Naturhistorische Museum [ENA] The special exhibition “Caution, High Voltage! Electrical Accidents – A Class of Their Own” at Naturhistorisches Museum Wien’s Narrenturm offers a striking and unusually focused exploration of one of the more unsettling by-products of modern electrification: the electrical accident. Rather than treating electricity as a triumphant story of progress alone, the exhibition turns the spotlight on risk and vulnerability.
At the heart of the exhibition is the historical figure of Stefan Jellinek, the internist who, as early as 1906, presented a small but pathbreaking display of preparations and devices documenting the effects of lightning and electric current on humans and animals at a hygiene exhibition in the Prater. His work would eventually lead to the foundation of the Electropathological Museum, popularly known as the “Electric Death Museum,” whose legacy the current show consciously revives and reframes. By bringing together historical specimens, instruments and case studies, the exhibition reconstructs not just the science, but also the cultural perception of electricity as both miracle and menace.

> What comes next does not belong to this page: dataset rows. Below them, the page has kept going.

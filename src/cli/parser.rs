use crate::core::batch::PipelineStep;
use clap::{ArgAction, Parser, Subcommand};

/// Command-line interface definition for gazetrail
#[derive(Parser)]
#[command(
    name = "gazetrail",
    version = env!("CARGO_PKG_VERSION"),
    about = "Clean binocular gaze recordings and split them into per-post segments",
    long_about = None
)]
pub struct Cli {
    /// Override the data directory (one sub-directory per participant)
    #[arg(global = true, long = "data-dir", value_name = "DIR")]
    pub data_dir: Option<String>,

    /// Use this configuration file instead of ~/.gazetrail/gazetrail.conf
    #[arg(global = true, long = "config", value_name = "FILE")]
    pub config: Option<String>,

    /// Increase diagnostic output (-v info, -vv debug)
    #[arg(global = true, short = 'v', long = "verbose", action = ArgAction::Count)]
    pub verbose: u8,

    #[command(subcommand)]
    pub command: Commands,
}

#[derive(Subcommand)]
pub enum Commands {
    /// Create the configuration file and the data directory
    Init,

    /// Show or edit the configuration file
    Config {
        #[arg(long = "print", help = "Print the current configuration")]
        print_config: bool,

        #[arg(
            long = "edit",
            help = "Edit the configuration file (default editor: $EDITOR, or nano/notepad)"
        )]
        edit_config: bool,

        #[arg(long = "editor", help = "Specify the editor to use (vim, nano, or custom path)")]
        editor: Option<String>,
    },

    /// Reconstruct raw gaze data: gaze.csv → gaze_clean.csv
    Process {
        /// Participant name (directory under the data dir)
        participant: String,

        #[arg(long, help = "Screen width in pixels (default from config)")]
        width: Option<u32>,

        #[arg(long, help = "Screen height in pixels (default from config)")]
        height: Option<u32>,
    },

    /// Split gaze_clean.csv into per-post files and pair screenshots
    Match {
        /// Participant name (directory under the data dir)
        participant: String,
    },

    /// Process then match one participant in a single pass
    Run {
        participant: String,

        #[arg(long, help = "Screen width in pixels (default from config)")]
        width: Option<u32>,

        #[arg(long, help = "Screen height in pixels (default from config)")]
        height: Option<u32>,
    },

    /// Run pipeline steps for several participants
    Batch {
        #[arg(long = "participants", short = 'p', num_args = 1.., required = true)]
        participants: Vec<String>,

        #[arg(long = "steps", short = 's', value_enum, num_args = 1.., required = true)]
        steps: Vec<PipelineStep>,

        #[arg(long, help = "Screen width in pixels (default from config)")]
        width: Option<u32>,

        #[arg(long, help = "Screen height in pixels (default from config)")]
        height: Option<u32>,

        #[arg(long = "continue-on-error", help = "Keep going after a failed step")]
        continue_on_error: bool,
    },

    /// Delete processed outputs of a participant
    Clean {
        participant: String,

        #[arg(long, help = "Delete the whole participant directory, raw data included")]
        all: bool,

        #[arg(long, short = 'f', help = "Do not ask for confirmation")]
        force: bool,
    },
}

impl Cli {
    /// Config file in effect: `--config` or the per-user default.
    pub fn config_path(&self) -> std::path::PathBuf {
        self.config
            .as_deref()
            .map(crate::utils::path::expand_tilde)
            .unwrap_or_else(crate::config::Config::config_file)
    }
}

/// Resolve a screen size from flags and config; zero is rejected.
pub fn screen_size(
    width: Option<u32>,
    height: Option<u32>,
    cfg: &crate::config::Config,
) -> crate::errors::AppResult<(u32, u32)> {
    let w = width.unwrap_or(cfg.screen_width);
    let h = height.unwrap_or(cfg.screen_height);
    if w == 0 || h == 0 {
        return Err(crate::errors::AppError::InvalidArgument(format!(
            "screen size must be positive, got {w}x{h}"
        )));
    }
    Ok((w, h))
}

The narrative is organized thematically, leading visitors from the basic physical principles of electrical injury through to concrete accident scenarios and their medical consequences. Historical preparations – often unsettling, but presented with clear contextualization – show tissue damage and bodily traces left by high voltage and lightning strikes, making visible what is normally hidden beneath the skin. These are complemented by documentation of prevention strategies and first-aid practices, bridging past and present in a way that underscores how knowledge gained in early electropathology has directly informed contemporary safety standards.
One of the exhibition’s strengths lies in its deliberate attention to everyday and occupational risk. Electrical accidents are framed not as exotic curiosities, but as persistent hazards in workplaces, domestic environments and leisure activities. The show explicitly addresses phenomena such as “train surfing” among young people, highlighting the lethal consequences of such practices and positioning the museum as an actor in public awareness and prevention. Similarly, craftspeople and workers are identified as key groups still statistically at risk, making the exhibition’s educational dimension more than a general warning; it becomes targeted, socially engaged communication.
Spatially, the choice of the Narrenturm – the former tower for psychiatric patients, now home to the Pathologisch-anatomische Sammlung – adds a powerful historical and atmospheric frame. The thick walls and circular corridors convey a sense of continuity with the history of medical collecting and bodily display, while the exhibition’s contemporary scenography and didactic materials ensure that the content is accessible and clearly structured. It is an environment that invites thoughtful reflection on how societies document, study and ultimately seek to reduce forms of bodily harm.
The result is a show that is simultaneously “electrifying” and sobering. By juxtaposing early twentieth-century preparations with modern protective devices such as the residual-current circuit breaker (FI-Schalter), the exhibition makes visible a century of learning – and reminds visitors that technological progress always carries a shadow of risk that must be acknowledged and managed. “Caution, High Voltage!” thus succeeds not only as a compelling historical and scientific display, but also as a timely contribution to public discourse on safety, responsibility and the often invisible dangers that still accompany the electrical infrastructure on which our daily lives depend.